Ed ecco perché oggi è molto complicato spiegare alle persone alcuni enormi, fondamentali concetti; spesso anzi si rischia il ridicolo. Chi abbandonerebbe la propria comfort zone ad esempio! Per cosa? Per salvare il mondo? Tsè, avanti il prossimo.
È una libertà inafferrabile, inspiegabile forse è il termine giusto.
In questi giorni siamo alle prese con il primo tipo di libertà: nessuno può uscire dalla propria abitazione, se non per motivi gravi, o di prima necessità. Potremmo definirli a tutti gli effetti arresti domiciliari.
Mi si dirà che c’è una ‘causa di forza maggiore’… ma evito di entrare troppo nel merito, d’altronde chi mi conosce sa bene come la pensi.
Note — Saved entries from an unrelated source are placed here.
use std::env;
use std::fs;
use std::time::Duration;

use anyhow::{anyhow, Context, Result};
use serde::Deserialize;

use crate::datasheet::ExtractionConfig;
use crate::model::{ModelSettings, DEFAULT_MODEL_URL};
use crate::postprocess::LinkConfig;
use crate::prompt::PromptConfig;
use crate::rate_limit::RateLimitSettings;

const DEFAULT_APOLOGY: &str =
    "Sorry, I couldn't answer that right now. Please try again in a moment.";
const DEFAULT_CONTACT: &str =
    "For immediate help, email sales@shop.example.com or use our RFQ Form.";
pub const DEFAULT_DEBUG_SENTINEL: &str = "__specqa_status__";

/// Pipeline settings loaded from the optional `SPECQA_CONFIG` JSON file.
#[derive(Clone, Debug, Deserialize)]
#[serde(rename_all = "camelCase", default)]
pub struct PipelineConfig {
    #[serde(flatten)]
    pub extraction: ExtractionConfig,
    pub prompt: PromptConfig,
    pub links: LinkConfig,
    pub apology_message: String,
    pub contact_message: String,
}

impl Default for PipelineConfig {
    fn default() -> Self {
        Self {
            extraction: ExtractionConfig::default(),
            prompt: PromptConfig::default(),
            links: LinkConfig::default(),
            apology_message: DEFAULT_APOLOGY.to_owned(),
            contact_message: DEFAULT_CONTACT.to_owned(),
        }
    }
}

#[derive(Debug, Clone)]
pub struct CacheSettings {
    pub ttl: Duration,
    pub max_entries: usize,
}

#[derive(Debug, Clone)]
pub struct AppConfig {
    pub pipeline: PipelineConfig,
    pub model: ModelSettings,
    pub rate_limit: RateLimitSettings,
    pub cache: CacheSettings,
    pub fetch_timeout: Duration,
    /// Largest datasheet body read before the fetch is abandoned.
    pub max_datasheet_bytes: usize,
    pub max_question_chars: usize,
    pub max_request_bytes: Option<usize>,
    /// `None` allows any origin.
    pub allowed_origins: Option<Vec<String>>,
    pub debug_sentinel: Option<String>,
    pub expose_errors: bool,
}

impl Default for AppConfig {
    fn default() -> Self {
        Self {
            pipeline: PipelineConfig::default(),
            model: ModelSettings::default(),
            rate_limit: RateLimitSettings::default(),
            cache: CacheSettings {
                ttl: Duration::from_secs(7 * 24 * 60 * 60),
                max_entries: 100,
            },
            fetch_timeout: Duration::from_secs(10),
            max_datasheet_bytes: 20 * 1024 * 1024,
            max_question_chars: 500,
            max_request_bytes: None,
            allowed_origins: None,
            debug_sentinel: Some(DEFAULT_DEBUG_SENTINEL.to_owned()),
            expose_errors: false,
        }
    }
}

impl AppConfig {
    pub fn from_env() -> Result<Self> {
        let defaults = Self::default();

        let pipeline = if let Ok(path) = env::var("SPECQA_CONFIG") {
            let content = fs::read_to_string(&path).with_context(|| {
                format!("Failed to read SPECQA_CONFIG '{}': file unreadable", path)
            })?;
            serde_json::from_str::<PipelineConfig>(&content).with_context(|| {
                format!(
                    "Failed to parse SPECQA_CONFIG '{}': invalid JSON configuration",
                    path
                )
            })?
        } else {
            PipelineConfig::default()
        };

        let model = ModelSettings {
            api_key: env::var("ANTHROPIC_API_KEY")
                .ok()
                .map(|k| k.trim().to_string())
                .filter(|k| !k.is_empty()),
            model: env::var("SPECQA_MODEL")
                .ok()
                .map(|m| m.trim().to_string())
                .filter(|m| !m.is_empty())
                .unwrap_or(defaults.model.model),
            url: env::var("SPECQA_MODEL_URL")
                .ok()
                .filter(|u| !u.trim().is_empty())
                .unwrap_or_else(|| DEFAULT_MODEL_URL.to_owned()),
            max_tokens: parse_optional_u32("SPECQA_MAX_TOKENS")?
                .unwrap_or(defaults.model.max_tokens),
            temperature: parse_optional_f32("SPECQA_TEMPERATURE")?
                .unwrap_or(defaults.model.temperature),
            timeout: parse_optional_u64("SPECQA_MODEL_TIMEOUT_MS")?
                .map(Duration::from_millis)
                .unwrap_or(defaults.model.timeout),
        };

        let rate_limit = RateLimitSettings {
            per_minute: parse_optional_u32("SPECQA_RATE_PER_MINUTE")?
                .unwrap_or(defaults.rate_limit.per_minute),
            per_day: parse_optional_u32("SPECQA_RATE_PER_DAY")?
                .unwrap_or(defaults.rate_limit.per_day),
            max_clients: parse_optional_usize("SPECQA_RATE_MAX_CLIENTS")?
                .unwrap_or(defaults.rate_limit.max_clients),
            ..defaults.rate_limit
        };

        let cache = CacheSettings {
            ttl: parse_optional_u64("SPECQA_CACHE_TTL_SECS")?
                .map(Duration::from_secs)
                .unwrap_or(defaults.cache.ttl),
            max_entries: parse_optional_usize("SPECQA_CACHE_MAX_ENTRIES")?
                .unwrap_or(defaults.cache.max_entries),
        };

        let fetch_timeout = parse_optional_u64("SPECQA_FETCH_TIMEOUT_MS")?
            .map(Duration::from_millis)
            .unwrap_or(defaults.fetch_timeout);
        let max_datasheet_bytes = parse_optional_usize("SPECQA_MAX_DATASHEET_BYTES")?
            .unwrap_or(defaults.max_datasheet_bytes);
        let max_question_chars = parse_optional_usize("SPECQA_MAX_QUESTION_CHARS")?
            .unwrap_or(defaults.max_question_chars);
        let max_request_bytes = parse_optional_usize("SPECQA_MAX_REQUEST_BYTES")?;

        let allowed_origins = env::var("SPECQA_ALLOWED_ORIGINS")
            .ok()
            .map(|raw| {
                raw.split(',')
                    .map(|s| s.trim())
                    .filter(|s| !s.is_empty() && *s != "*")
                    .map(|s| s.to_string())
                    .collect::<Vec<_>>()
            })
            .filter(|list: &Vec<String>| !list.is_empty());

        let debug_sentinel = match env::var("SPECQA_DEBUG_SENTINEL") {
            Ok(value) if value.trim().is_empty() => None,
            Ok(value) => Some(value.trim().to_string()),
            Err(_) => defaults.debug_sentinel,
        };
        let expose_errors = parse_bool_env("SPECQA_EXPOSE_ERRORS")?.unwrap_or(false);

        if cache.max_entries == 0 {
            return Err(anyhow!("SPECQA_CACHE_MAX_ENTRIES must be at least 1"));
        }
        if max_datasheet_bytes == 0 {
            return Err(anyhow!("SPECQA_MAX_DATASHEET_BYTES must be at least 1"));
        }

        Ok(Self {
            pipeline,
            model,
            rate_limit,
            cache,
            fetch_timeout,
            max_datasheet_bytes,
            max_question_chars,
            max_request_bytes,
            allowed_origins,
            debug_sentinel,
            expose_errors,
        })
    }
}

fn parse_optional_u64(var: &str) -> Result<Option<u64>> {
    match env::var(var) {
        Ok(value) if !value.trim().is_empty() => value
            .trim()
            .parse::<u64>()
            .map(Some)
            .map_err(|_| anyhow!("{} must be a positive integer", var)),
        Ok(_) => Ok(None),
        Err(env::VarError::NotPresent) => Ok(None),
        Err(err) => Err(err.into()),
    }
}

fn parse_optional_u32(var: &str) -> Result<Option<u32>> {
    parse_optional_u64(var)?
        .map(|v| u32::try_from(v).map_err(|_| anyhow!("{} must be at most {}", var, u32::MAX)))
        .transpose()
}

fn parse_optional_usize(var: &str) -> Result<Option<usize>> {
    parse_optional_u64(var)?
        .map(|v| usize::try_from(v).map_err(|_| anyhow!("{} must be at most {}", var, usize::MAX)))
        .transpose()
}

fn parse_optional_f32(var: &str) -> Result<Option<f32>> {
    match env::var(var) {
        Ok(value) if !value.trim().is_empty() => value
            .trim()
            .parse::<f32>()
            .ok()
            .filter(|v| v.is_finite() && *v >= 0.0)
            .map(Some)
            .ok_or_else(|| anyhow!("{} must be a non-negative number", var)),
        Ok(_) => Ok(None),
        Err(env::VarError::NotPresent) => Ok(None),
        Err(err) => Err(err.into()),
    }
}

fn parse_bool_env(var: &str) -> Result<Option<bool>> {
    match env::var(var) {
        Ok(value) if !value.trim().is_empty() => parse_bool(&value)
            .map(Some)
            .ok_or_else(|| anyhow!("{} must be a boolean (true/false/1/0)", var)),
        Ok(_) => Ok(None),
        Err(env::VarError::NotPresent) => Ok(None),
        Err(err) => Err(err.into()),
    }
}

fn parse_bool(value: &str) -> Option<bool> {
    match value.trim().to_ascii_lowercase().as_str() {
        "1" | "true" | "yes" | "on" => Some(true),
        "0" | "false" | "no" | "off" => Some(false),
        _ => None,
    }
}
Siamo agli arresti. Punto.
La retorica affettata ci vuole in questo stato per il bene del prossimo, quando in realtà è per non mettere in imbarazzo un apparato sanitario ridotto all’osso negli anni dai governanti; terapie intensive quasi 4 volte in meno rispetto a quelle di altri paesi europei. Stiamo pagando quindi il prezzo dell’inettitudine politica e del nostro menefreghismo avvenuti negli ultimi anni, 20 per l’esattezza, forse più.
“Ma no è colpa del virus!”. Mi spiace deludere le anime candide, ma nonostante i disastri lombardi, le cui concause andranno cercate, i numeri dicono sempre e solo “INFLUENZA”. No non la Spagnola, né Ebola. Il resto son chiacchiere per difendere posizioni, scaricare responsabilità addosso a uno dei tanti virus non letali: le parole, la semantica hanno un senso ben preciso. Ci sarebbero da dire molte, molte altre cose ma come premesso mi fermo qui.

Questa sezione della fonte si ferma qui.